Found Art Museum is honored to continually recommend abstract artists who are provided with local linguistic features. Qu Qianmei has lived in France for years. While she lived in Paris, she was reclusive to pursue artistic creation in painting for more than twenty years with the artistic atmosphere in Paris nourishing inner creative passion and persistent artistic pursuit toughening her works. She experiences the similarities and differences between Chinese and Western cultures to taste their foundations. Thereby artistic essences lie in these two kinds of worlds are condensed in her huge abstract paintings which possess Eastern philosophy.
During her earlier stage of career, Qu Qianmei has devoted to Chinese paintings at her hometown among the area of Jiangsu and Zhejiang provinces, where delicately beautiful landscapes and soil nourished her artistic sensibility and gave birth to her temperament like traditional literati or scholar-bureacrats who linger about mountains and rivers while possessing perception of the supernatural as well as abstract understanding of the nature. As a result, her creations are naturally inclined to be plane, simple and abstract freehand works.
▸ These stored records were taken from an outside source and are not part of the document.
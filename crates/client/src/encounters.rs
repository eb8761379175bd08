//! Decoding of the encounters response into [`User`] records.

use crate::error::{ClientError, Result};
use chrono::{DateTime, Utc};
use dump_protocol::{Album, MusicArtist, MusicService, Photo, ProfileField, User};
use serde::Deserialize;

#[derive(Debug, Default, Deserialize)]
#[serde(default)]
struct EncountersResponse {
    body: Vec<ResponseBody>,
}

#[derive(Debug, Default, Deserialize)]
#[serde(default)]
struct ResponseBody {
    server_error_message: Option<ServerErrorMessage>,
    client_encounters: ClientEncounters,
}

#[derive(Debug, Default, Deserialize)]
#[serde(default)]
struct ServerErrorMessage {
    error_message: String,
}

#[derive(Debug, Default, Deserialize)]
#[serde(default)]
struct ClientEncounters {
    results: Vec<EncounterResult>,
}

#[derive(Debug, Default, Deserialize)]
#[serde(default)]
struct EncounterResult {
    user: RawUser,
}

#[derive(Debug, Default, Deserialize)]
#[serde(default)]
struct RawUser {
    user_id: String,
    name: String,
    age: u32,
    gender: i32,
    is_verified: bool,
    distance_long: String,
    distance_short: String,
    albums: Vec<RawAlbum>,
    music_services: Vec<RawMusicService>,
    profile_fields: Vec<RawProfileField>,
}

#[derive(Debug, Default, Deserialize)]
#[serde(default)]
struct RawAlbum {
    uid: String,
    name: String,
    caption: String,
    photos: Vec<RawPhoto>,
}

#[derive(Debug, Default, Deserialize)]
#[serde(default)]
struct RawPhoto {
    id: String,
    preview_url: String,
    large_url: String,
    large_photo_size: RawSize,
    face_top_left: RawPoint,
    face_bottom_right: RawPoint,
}

#[derive(Debug, Default, Deserialize)]
#[serde(default)]
struct RawSize {
    width: u32,
    height: u32,
}

#[derive(Debug, Default, Deserialize)]
#[serde(default)]
struct RawPoint {
    x: i32,
    y: i32,
}

#[derive(Debug, Default, Deserialize)]
#[serde(default)]
struct RawMusicService {
    external_provider: RawProvider,
    top_artists: Vec<RawArtist>,
}

#[derive(Debug, Default, Deserialize)]
#[serde(default)]
struct RawProvider {
    id: String,
    display_name: String,
    #[serde(rename = "type")]
    kind: i32,
}

#[derive(Debug, Default, Deserialize)]
#[serde(default)]
struct RawArtist {
    id: String,
    name: String,
}

#[derive(Debug, Default, Deserialize)]
#[serde(default)]
struct RawProfileField {
    id: String,
    #[serde(rename = "type")]
    kind: i32,
    name: String,
    display_value: String,
}

/// Users in an encounters response, stamped with `scanned_at`.
///
/// A server error message anywhere in the response fails the whole page.
/// An empty list usually means nobody is left near the current location.
pub fn decode_encounters(bytes: &[u8], scanned_at: DateTime<Utc>) -> Result<Vec<User>> {
    let response: EncountersResponse = serde_json::from_slice(bytes)?;
    let mut users = Vec::new();
    for body in response.body {
        if let Some(server_error) = body.server_error_message {
            return Err(ClientError::ServerError(server_error.error_message));
        }
        users.extend(
            body.client_encounters
                .results
                .into_iter()
                .map(|result| convert_user(result.user, scanned_at)),
        );
    }
    Ok(users)
}

fn convert_user(raw: RawUser, scanned_at: DateTime<Utc>) -> User {
    User {
        id: raw.user_id,
        name: raw.name,
        age: raw.age,
        gender: raw.gender,
        verified: raw.is_verified,
        distance_long: raw.distance_long,
        distance_short: raw.distance_short,
        albums: raw.albums.into_iter().map(convert_album).collect(),
        music_services: raw
            .music_services
            .into_iter()
            .map(|service| MusicService {
                id: service.external_provider.id,
                display_name: service.external_provider.display_name,
                kind: service.external_provider.kind,
                top_artists: service
                    .top_artists
                    .into_iter()
                    .map(|artist| MusicArtist {
                        id: artist.id,
                        name: artist.name,
                    })
                    .collect(),
            })
            .collect(),
        profile_fields: raw
            .profile_fields
            .into_iter()
            .map(|field| ProfileField {
                id: field.id,
                kind: field.kind,
                name: field.name,
                display_value: field.display_value,
            })
            .collect(),
        scan_date: Some(scanned_at),
    }
}

fn convert_album(raw: RawAlbum) -> Album {
    Album {
        uid: raw.uid,
        name: raw.name,
        caption: raw.caption,
        photos: raw
            .photos
            .into_iter()
            .map(|photo| Photo {
                id: photo.id,
                preview_url: photo.preview_url,
                large_url: photo.large_url,
                face_top_left: [photo.face_top_left.x, photo.face_top_left.y],
                face_bottom_right: [photo.face_bottom_right.x, photo.face_bottom_right.y],
                width: photo.large_photo_size.width,
                height: photo.large_photo_size.height,
            })
            .collect(),
    }
}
As a female artist in painting, she does not stay superficially in the leisurely complex of hiking tour. When Chinese artistic circle was undergoing radical changes in the mid-1980s, she was not limited in the fanatical passion of “85 New Wave” art movement but travelled to France for learning arts with the idea of holding broaden horizons abroad. This choice has increased her insight and vision. In Paris, the panoramic view on realistic features of Western art could be gotten, however, what’s on earth the essential difference between the Chinese abstract art and Western local abstract art on shelf? After she has visited the exhibition of Tapies (Born in 1923 in Barcelona, Spain, Antonio Tapies is one of western masters in painting who are provided with oriental philosophy.), Qu Qianmei more profoundly reflects on the directions of abstract art. She gradually puts down the brushes of traditional Chinese paintings while turns to explore her independent art space on linen.
She begins to cling to studies on materials and media and then continues her in-depth exploration in forms of painting through media itself. However, quite different from explorations which pursued by domestic “avant garde” artists who were born in 1980s and 1990s, Qu Qianmei quietly solved the relationship between linen and depiction of spiritual freedom in France; she also explored abstract paintings’ meaning of existence and its innovation as an independent long-standing form. From this perspective, her paintings are elaborative absolutely abstract paintings which direct to spiritual demands. Nevertheless, her abstract art contains unabated consciousness of “Oriental philosophy”. Years of life in France could not change her national habit of thinking—fortunes in her heart, mental realm and expression of intentions with paintings have been something upheld by her all the time. Therefore, even Qu Qianmei’s works wander among western systems of creation they still reveal profound bosom and ethereal changing colors of the Oriental Art.
In the general appearances of her paintings, the expatiation of special materials, irregular symbols and hidden figures all arouse audience’s curiosity for the logics and conception behind the works. Thickness of the materials directly reinforces your thinking power. Just as you face this work, your imagination is immediately inspired to explore sense corners usually neglected. This process of comprehension is more like a kind of “self-discover” rather than simple appreciation—by the “material” in her painting materials it prompt access to their subconscious mind for emotional and rational dialogue—this is the ultimate goal of Chinese ancient artists in paintings who combine nature and heart to be sensitive to the circumstances and express feelings.
Full of enthusiasm as well as in peaceful mood and experience which is the psychological form of common needs nowadays, Qu Qianmei’s works are created as abstract works of tremendous freehand.